### Task details
For each line below, print it again exactly as shown.

BEGIN Input material

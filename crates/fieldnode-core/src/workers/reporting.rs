use std::collections::BTreeSet;
use std::sync::Arc;
use std::time::Duration;

use serde_json::{json, Value};
use tokio::time::{timeout, Instant};
use tracing::{debug, info, warn};

use crate::context::NodeContext;
use crate::error_event::Severity;
use crate::hal::{HttpResponse, TransportError};
use crate::sensor::{SensorKind, SensorReading};
use crate::sensor_config::{ConfigOrigin, ConfigPatch};
use crate::status::SystemState;
use crate::worker::{PauseGate, WorkerKind};
use crate::workers::ingest::PatchRequest;

pub const HTTP_SEND_FAILED: &str = "HTTP_SEND_FAILED";

pub fn reading_payload(reading: &SensorReading, sensor_id: i32, uptime_ms: u64) -> Value {
    json!({
        "value": reading.kind.format_value(reading.converted_value),
        "unit": reading.kind.unit(),
        "type": reading.kind.as_str(),
        "id_sensor": sensor_id,
        "raw_value": reading.raw_sample,
        "timestamp": uptime_ms,
    })
}

/// Configuration carried back in a data response: a `sensorConfig` object,
/// or a bare root-level `interval_seconds` from older backends.
pub fn response_patch(body: &str) -> Option<ConfigPatch> {
    let json: Value = serde_json::from_str(body).ok()?;
    let patch = match json.get("sensorConfig") {
        Some(nested) if nested.is_object() => ConfigPatch::from_json(nested),
        _ => ConfigPatch {
            interval_seconds: ConfigPatch::from_json(&json).interval_seconds,
            ..ConfigPatch::default()
        },
    };
    (!patch.is_empty()).then_some(patch)
}

#[derive(Debug, Clone, Copy, PartialEq, Eq)]
pub enum ReportOutcome {
    Sent,
    Failed,
    Idle,
}

pub struct ReportingWorker {
    ctx: Arc<NodeContext>,
    validated: BTreeSet<SensorKind>,
    successes: u64,
    failures: u64,
    last_stats: Instant,
}

impl ReportingWorker {
    pub fn new(ctx: Arc<NodeContext>) -> Self {
        Self {
            ctx,
            validated: BTreeSet::new(),
            successes: 0,
            failures: 0,
            last_stats: Instant::now(),
        }
    }

    pub fn counts(&self) -> (u64, u64) {
        (self.successes, self.failures)
    }

    pub async fn run(mut self, gate: PauseGate) {
        info!(url = %self.ctx.config.backend.data_url, "reporting started");
        loop {
            gate.checkpoint().await;
            self.step().await;
        }
    }

    pub async fn step(&mut self) -> ReportOutcome {
        let wait = Duration::from_secs(self.ctx.config.timing.post_interval_secs.max(1));
        let outcome = match self.ctx.readings.recv_timeout(wait).await {
            Some(reading) if reading.valid => self.report(reading).await,
            Some(reading) => {
                warn!(sensor = %reading.kind, "invalid reading discarded");
                ReportOutcome::Idle
            }
            None => {
                debug!("no reading within post interval");
                ReportOutcome::Idle
            }
        };
        self.maybe_log_stats();
        outcome
    }

    async fn report(&mut self, reading: SensorReading) -> ReportOutcome {
        let kind = reading.kind;
        if self.validated.insert(kind) {
            self.validate(kind).await;
        }

        let sensor_id = self
            .ctx
            .configs
            .get(kind)
            .and_then(|config| config.sensor_id)
            .unwrap_or_else(|| self.ctx.config.device.default_id(kind));
        let payload = reading_payload(&reading, sensor_id, self.ctx.uptime_ms());
        debug!(sensor = %kind, %payload, "posting reading");

        match self.post(&payload).await {
            Ok(response) => {
                self.successes += 1;
                self.ctx.backoff.record_success();
                self.ctx.status.set(SystemState::HttpSend);
                self.ctx
                    .supervisor
                    .send_heartbeat(WorkerKind::Reporting, format!("{kind} reading sent"));
                if let Some(patch) = response_patch(&response.body) {
                    info!(sensor = %kind, ?patch, "configuration received in response");
                    let request = PatchRequest {
                        kind,
                        patch,
                        origin: ConfigOrigin::Backend,
                    };
                    if self.ctx.patches.try_send(request).is_err() {
                        warn!(sensor = %kind, "configuration inbox full, response patch dropped");
                    }
                }
                ReportOutcome::Sent
            }
            Err(err) => {
                self.failures += 1;
                warn!(sensor = %kind, %err, "reading not delivered");
                self.ctx.status.set(SystemState::Error);
                self.ctx
                    .supervisor
                    .report_error(WorkerKind::Reporting, HTTP_SEND_FAILED, format!("{kind}: {err}"));
                let event = self
                    .ctx
                    .sensor_event(kind, HTTP_SEND_FAILED, Severity::Warning, err.to_string());
                let _ = self.ctx.errors.submit(event);
                if let Some(pause) = self.ctx.backoff.record_failure().await {
                    info!(paused_s = pause.as_secs(), "reporting resumed after backoff");
                }
                ReportOutcome::Failed
            }
        }
    }

    async fn post(&self, payload: &Value) -> Result<HttpResponse, TransportError> {
        let url = &self.ctx.config.backend.data_url;
        let response = timeout(self.ctx.config.backend.timeout(), self.ctx.http.post_json(url, payload))
            .await
            .map_err(|_| TransportError::Timeout)??;
        if response.is_success() {
            Ok(response)
        } else {
            Err(TransportError::Io(format!("status {}", response.status)))
        }
    }

    async fn validate(&self, kind: SensorKind) {
        let serial = self.ctx.config.device.serial(kind);
        let url = self.ctx.config.backend.config_url_for(serial);
        match timeout(self.ctx.config.backend.timeout(), self.ctx.http.get(&url)).await {
            Ok(Ok(response)) if response.is_success() => info!(sensor = %kind, serial, "sensor serial validated"),
            Ok(Ok(response)) => {
                info!(sensor = %kind, serial, status = response.status, "serial validation skipped")
            }
            Ok(Err(err)) => info!(sensor = %kind, serial, %err, "serial validation skipped"),
            Err(_) => info!(sensor = %kind, serial, "serial validation timed out"),
        }
    }

    fn maybe_log_stats(&mut self) {
        let every = Duration::from_secs(self.ctx.config.timing.http_stats_secs);
        if self.last_stats.elapsed() < every {
            return;
        }
        self.last_stats = Instant::now();
        let total = self.successes + self.failures;
        let rate = if total > 0 {
            self.successes as f64 * 100.0 / total as f64
        } else {
            0.0
        };
        info!(ok = self.successes, failed = self.failures, rate, "reporting stats");
        self.ctx
            .supervisor
            .send_heartbeat(WorkerKind::Reporting, format!("HTTP {rate:.1}% OK"));
    }
}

END Input material

### Exercise result
filename crates/fieldnode-core/src/workers/reporting.rs
use std::collections::BTreeSet;
use std::sync::Arc;
use std::time::Duration;

use serde_json::{json, Value};
use tokio::time::{timeout, Instant};
use tracing::{debug, info, warn};

use crate::context::NodeContext;
use crate::error_event::Severity;
use crate::hal::{HttpResponse, TransportError};
use crate::sensor::{SensorKind, SensorReading};
use crate::sensor_config::{ConfigOrigin, ConfigPatch};
use crate::status::SystemState;
use crate::worker::{PauseGate, WorkerKind};
use crate::workers::ingest::PatchRequest;

pub const HTTP_SEND_FAILED: &str = "HTTP_SEND_FAILED";

pub fn reading_payload(reading: &SensorReading, sensor_id: i32, uptime_ms: u64) -> Value {
    json!({
        "value": reading.kind.format_value(reading.converted_value),
        "unit": reading.kind.unit(),
        "type": reading.kind.as_str(),
        "id_sensor": sensor_id,
        "raw_value": reading.raw_sample,
        "timestamp": uptime_ms,
    })
}

/// Configuration carried back in a data response: a `sensorConfig` object,
/// or a bare root-level `interval_seconds` from older backends.
pub fn response_patch(body: &str) -> Option<ConfigPatch> {
    let json: Value = serde_json::from_str(body).ok()?;
    let patch = match json.get("sensorConfig") {
        Some(nested) if nested.is_object() => ConfigPatch::from_json(nested),
        _ => ConfigPatch {
            interval_seconds: ConfigPatch::from_json(&json).interval_seconds,
            ..ConfigPatch::default()
        },
    };
    (!patch.is_empty()).then_some(patch)
}

#[derive(Debug, Clone, Copy, PartialEq, Eq)]
pub enum ReportOutcome {
    Sent,
    Failed,
    Idle,
}

pub struct ReportingWorker {
    ctx: Arc<NodeContext>,
    validated: BTreeSet<SensorKind>,
    successes: u64,
    failures: u64,
    last_stats: Instant,
}

impl ReportingWorker {
    pub fn new(ctx: Arc<NodeContext>) -> Self {
        Self {
            ctx,
            validated: BTreeSet::new(),
            successes: 0,
            failures: 0,
            last_stats: Instant::now(),
        }
    }

    pub fn counts(&self) -> (u64, u64) {
        (self.successes, self.failures)
    }

    pub async fn run(mut self, gate: PauseGate) {
        info!(url = %self.ctx.config.backend.data_url, "reporting started");
        loop {
            gate.checkpoint().await;
            self.step().await;
        }
    }

    pub async fn step(&mut self) -> ReportOutcome {
        let wait = Duration::from_secs(self.ctx.config.timing.post_interval_secs.max(1));
        let outcome = match self.ctx.readings.recv_timeout(wait).await {
            Some(reading) if reading.valid => self.report(reading).await,
            Some(reading) => {
                warn!(sensor = %reading.kind, "invalid reading discarded");
                ReportOutcome::Idle
            }
            None => {
                debug!("no reading within post interval");
                ReportOutcome::Idle
            }
        };
        self.maybe_log_stats();
        outcome
    }

    async fn report(&mut self, reading: SensorReading) -> ReportOutcome {
        let kind = reading.kind;
        if self.validated.insert(kind) {
            self.validate(kind).await;
        }

        let sensor_id = self
            .ctx
            .configs
            .get(kind)
            .and_then(|config| config.sensor_id)
            .unwrap_or_else(|| self.ctx.config.device.default_id(kind));
        let payload = reading_payload(&reading, sensor_id, self.ctx.uptime_ms());
        debug!(sensor = %kind, %payload, "posting reading");

        match self.post(&payload).await {
            Ok(response) => {
                self.successes += 1;
                self.ctx.backoff.record_success();
                self.ctx.status.set(SystemState::HttpSend);
                self.ctx
                    .supervisor
                    .send_heartbeat(WorkerKind::Reporting, format!("{kind} reading sent"));
                if let Some(patch) = response_patch(&response.body) {
                    info!(sensor = %kind, ?patch, "configuration received in response");
                    let request = PatchRequest {
                        kind,
                        patch,
                        origin: ConfigOrigin::Backend,
                    };
                    if self.ctx.patches.try_send(request).is_err() {
                        warn!(sensor = %kind, "configuration inbox full, response patch dropped");
                    }
                }
                ReportOutcome::Sent
            }
            Err(err) => {
                self.failures += 1;
                warn!(sensor = %kind, %err, "reading not delivered");
                self.ctx.status.set(SystemState::Error);
                self.ctx
                    .supervisor
                    .report_error(WorkerKind::Reporting, HTTP_SEND_FAILED, format!("{kind}: {err}"));
                let event = self
                    .ctx
                    .sensor_event(kind, HTTP_SEND_FAILED, Severity::Warning, err.to_string());
                let _ = self.ctx.errors.submit(event);
                if let Some(pause) = self.ctx.backoff.record_failure().await {
                    info!(paused_s = pause.as_secs(), "reporting resumed after backoff");
                }
                ReportOutcome::Failed
            }
        }
    }

    async fn post(&self, payload: &Value) -> Result<HttpResponse, TransportError> {
        let url = &self.ctx.config.backend.data_url;
        let response = timeout(self.ctx.config.backend.timeout(), self.ctx.http.post_json(url, payload))
            .await
            .map_err(|_| TransportError::Timeout)??;
        if response.is_success() {
            Ok(response)
        } else {
            Err(TransportError::Io(format!("status {}", response.status)))
        }
    }

    async fn validate(&self, kind: SensorKind) {
        let serial = self.ctx.config.device.serial(kind);
        let url = self.ctx.config.backend.config_url_for(serial);
        match timeout(self.ctx.config.backend.timeout(), self.ctx.http.get(&url)).await {
            Ok(Ok(response)) if response.is_success() => info!(sensor = %kind, serial, "sensor serial validated"),
            Ok(Ok(response)) => {
                info!(sensor = %kind, serial, status = response.status, "serial validation skipped")
            }
            Ok(Err(err)) => info!(sensor = %kind, serial, %err, "serial validation skipped"),
            Err(_) => info!(sensor = %kind, serial, "serial validation timed out"),
        }
    }

    fn maybe_log_stats(&mut self) {
        let every = Duration::from_secs(self.ctx.config.timing.http_stats_secs);
        if self.last_stats.elapsed() < every {
            return;
        }
        self.last_stats = Instant::now();
        let total = self.successes + self.failures;
        let rate = if total > 0 {
            self.successes as f64 * 100.0 / total as f64
        } else {
            0.0
        };
        info!(ok = self.successes, failed = self.failures, rate, "reporting stats");
        self.ctx
            .supervisor
            .send_heartbeat(WorkerKind::Reporting, format!("HTTP {rate:.1}% OK"));
    }
}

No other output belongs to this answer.